Bragança e os dois distritos mais a sul não estão incluídos.






É precedido do aviso para a Ilha da Madeira, costa sul e regiões montanhosas, com início às 00h de dia 19.

Nos Açores os avisos para os grupos Central e Oriental continuam em vigor até ao meio dia de Domingo e de hoje Sábado, respectivamente.


----------



## StormRic (19 Dez 2022 às 15:40)

Aviso Laranja para precipitação estendido a mais distritos além dos da RLN: inclui agora distritos do interior norte, Vila Real e Viseu, e todos da RLC.
Não estão ainda incluídos neste Aviso Laranja os distritos interiores da RINC com fronteira Leste e todos os da Região Sul.


----------



## StormRic (24 Dez 2022 às 01:36)

Aviso de precipitação emitido dia 23 às 23:22.
*Viana do Castelo e Braga* inicia *Amarelo às 9h de hoje 24*; *Porto às 12h*; *Aveiro às 18h*.
*Aviso Laranja* para estes distritos inicia-se às *18h*, excepto para Aveiro que só inicia às 24h (0h de 25).
Restantes distritos com Aviso só Amarelo com início às 18h de hoje para Vila Real, 0h de 25 para Viseu e 3h de 25 para todos os outros , excepto Évora Beja e Faro que não têm aviso.
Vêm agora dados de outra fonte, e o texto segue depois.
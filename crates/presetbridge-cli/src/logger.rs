//! Logger setup for the `presetbridge` binary

use env_logger::Env;
use log::LevelFilter;

/// Default filter for the given verbosity flags. `RUST_LOG` still wins.
pub fn default_level(verbose: bool, quiet: bool) -> LevelFilter {
    if verbose {
        LevelFilter::Debug
    } else if quiet {
        LevelFilter::Warn
    } else {
        LevelFilter::Info
    }
}

/// Initialize env_logger (logs to stderr)
pub fn init_logger(verbose: bool, quiet: bool) {
    let level = default_level(verbose, quiet).to_string().to_lowercase();
    env_logger::Builder::from_env(Env::default().default_filter_or(level))
        .format_timestamp(None)
        .format_target(false)
        .init();
}

#[cfg(test)]
mod tests {
    use super::*;

    #[test]
    fn test_default_level() {
        assert_eq!(default_level(false, false), LevelFilter::Info);
        assert_eq!(default_level(true, false), LevelFilter::Debug);
        assert_eq!(default_level(false, true), LevelFilter::Warn);
        assert_eq!(default_level(true, true), LevelFilter::Debug);
    }
}
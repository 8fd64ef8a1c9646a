use super::{scaled_int, Level};
use crate::model::{format_number, Instrument, Properties, VOICE_GROUP_PREFIX};

const HEADER: &str = "// SFZ file created with presetbridge";

/// Render the tree as SFZ text: one line per section, global first, each
/// group followed by its regions.
pub fn export_sfz(instrument: &Instrument) -> String {
    let mut out = String::new();
    out.push_str(HEADER);
    out.push_str("\n\n");

    let global = section_tokens(&instrument.global, Level::Global);
    if !global.is_empty() {
        push_line(&mut out, Level::Global, &global);
    }

    for group in &instrument.groups {
        push_line(&mut out, Level::Group, &section_tokens(&group.props, Level::Group));
        for region in &group.regions {
            push_line(&mut out, Level::Region, &section_tokens(&region.props, Level::Region));
        }
    }
    out
}

fn push_line(out: &mut String, level: Level, tokens: &[String]) {
    out.push_str(level.header());
    for token in tokens {
        out.push(' ');
        out.push_str(token);
    }
    out.push('\n');
}

fn strip_voice_group(tags: &str) -> &str {
    tags.strip_prefix(VOICE_GROUP_PREFIX).unwrap_or(tags)
}

/// `key=value` tokens for the properties present on one node.
fn section_tokens(props: &Properties, level: Level) -> Vec<String> {
    let mut tokens = Vec::new();
    let mut push = |key: &str, value: String| tokens.push(format!("{}={}", key, value));

    if level == Level::Group {
        if let Some(name) = &props.name {
            push("group_label", name.clone());
        }
    }
    if let Some(track) = props.amp_vel_track {
        if (0.0..1.0).contains(&track) {
            push("amp_veltrack", scaled_int(track, 100.0).to_string());
        }
    }
    if let Some(attack) = props.attack {
        push("ampeg_attack", format_number(attack));
    }
    if let Some(decay) = props.decay {
        push("ampeg_decay", format_number(decay));
    }
    if let Some(sustain) = props.sustain {
        push("ampeg_sustain", format_number(sustain));
    }
    if let Some(release) = props.release {
        push("ampeg_release", format_number(release));
    }
    if let Some(tags) = &props.tags {
        push("group", strip_voice_group(tags).to_string());
    }
    if let Some(tags) = &props.silenced_by_tags {
        push("off_by", strip_voice_group(tags).to_string());
    }
    if let Some(mode) = &props.silencing_mode {
        push("off_mode", mode.clone());
    }
    if let Some(start) = props.start.filter(|start| *start != 0) {
        push("offset", start.to_string());
    }
    if let Some(end) = props.end {
        push("end", end.to_string());
    }
    if let Some(lo) = props.lo_note {
        push("lokey", lo.to_string());
    }
    if let Some(hi) = props.hi_note {
        push("hikey", hi.to_string());
    }
    if let Some(root) = props.root_note {
        push("pitch_keycenter", root.to_string());
    }
    if let Some(lo) = props.lo_vel.filter(|v| *v != 0) {
        push("lovel", lo.to_string());
    }
    if let Some(hi) = props.hi_vel.filter(|v| *v != 127) {
        push("hivel", hi.to_string());
    }
    if let Some(enabled) = props.loop_enabled {
        let mode = if enabled { "loop_continuous" } else { "no_loop" };
        push("loop_mode", mode.to_string());
    }
    if let Some(start) = props.loop_start {
        push("loop_start", start.to_string());
    }
    if let Some(end) = props.loop_end {
        push("loop_end", (end + 1).to_string());
    }
    if let Some(path) = &props.path {
        push("sample", path.clone());
    }
    if let Some(position) = props.seq_position {
        push("seq_position", position.to_string());
    }
    if let Some(length) = props.seq_length {
        push("seq_length", length.to_string());
    }
    if let Some(note) = props.previous_note {
        push("sw_previous", note.to_string());
    }
    if let Some(trigger) = &props.trigger {
        push("trigger", trigger.clone());
    }
    if let Some(tuning) = props.tuning {
        push("tune", scaled_int(tuning, 100.0).to_string());
    }
    if let Some(volume) = props.volume {
        push("volume", format_number(volume.to_decibels()));
    }
    if let Some(pan) = props.pan {
        push("pan", format_number(pan));
    }
    if let Some(track) = props.pitch_key_track {
        push("pitch_keytrack", format_number(track * 100.0));
    }

    tokens
}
*Ilha da Madeira também com Aviso Amarelo das 18h à meia-noite de hoje*.


----------



## celsomartins84 (26 Dez 2022 às 11:00)

Meteram agora um alerta amarelo em Lisboa, das 10:55 até as 12

Enviado do meu Redmi Note 8 Pro através do Tapatalk


----------



## Jorge_scp (26 Dez 2022 às 12:00)

celsomartins84 disse:


> Meteram agora um alerta amarelo em Lisboa, das 10:55 até as 12
> 
> Enviado do meu Redmi Note 8 Pro através do Tapatalk


Foi um prolongamento de um aviso de precipitação que já vinha desde a noite/madrugada.


----------



## Nickname (28 Dez 2022 às 16:43)

*Comandos distritais de operações e socorro dão lugar a comandos sub-regionais
A “maior mudança” do sistema de Protecção Civil dos últimos anos vai acontecer a 1 de Janeiro com o fim dos 18 comandos distritais de operações e socorro (CDOS), que vão dar lugar a 23 comandos sub-regionais.*

Será que isto irá alterar o mapa dos aviso meteorológicos, a médio prazo?


----------



## baojoao (28 Dez 2022 às 17:01)

Nickname disse:


> *Comandos distritais de operações e socorro dão lugar a comandos sub-regionais
> A “maior mudança” do sistema de Protecção Civil dos últimos anos vai acontecer a 1 de Janeiro com o fim dos 18 comandos distritais de operações e socorro (CDOS), que vão dar lugar a 23 comandos sub-regionais.*
> 
> Será que isto irá alterar o mapa dos aviso meteorológicos, a médio prazo?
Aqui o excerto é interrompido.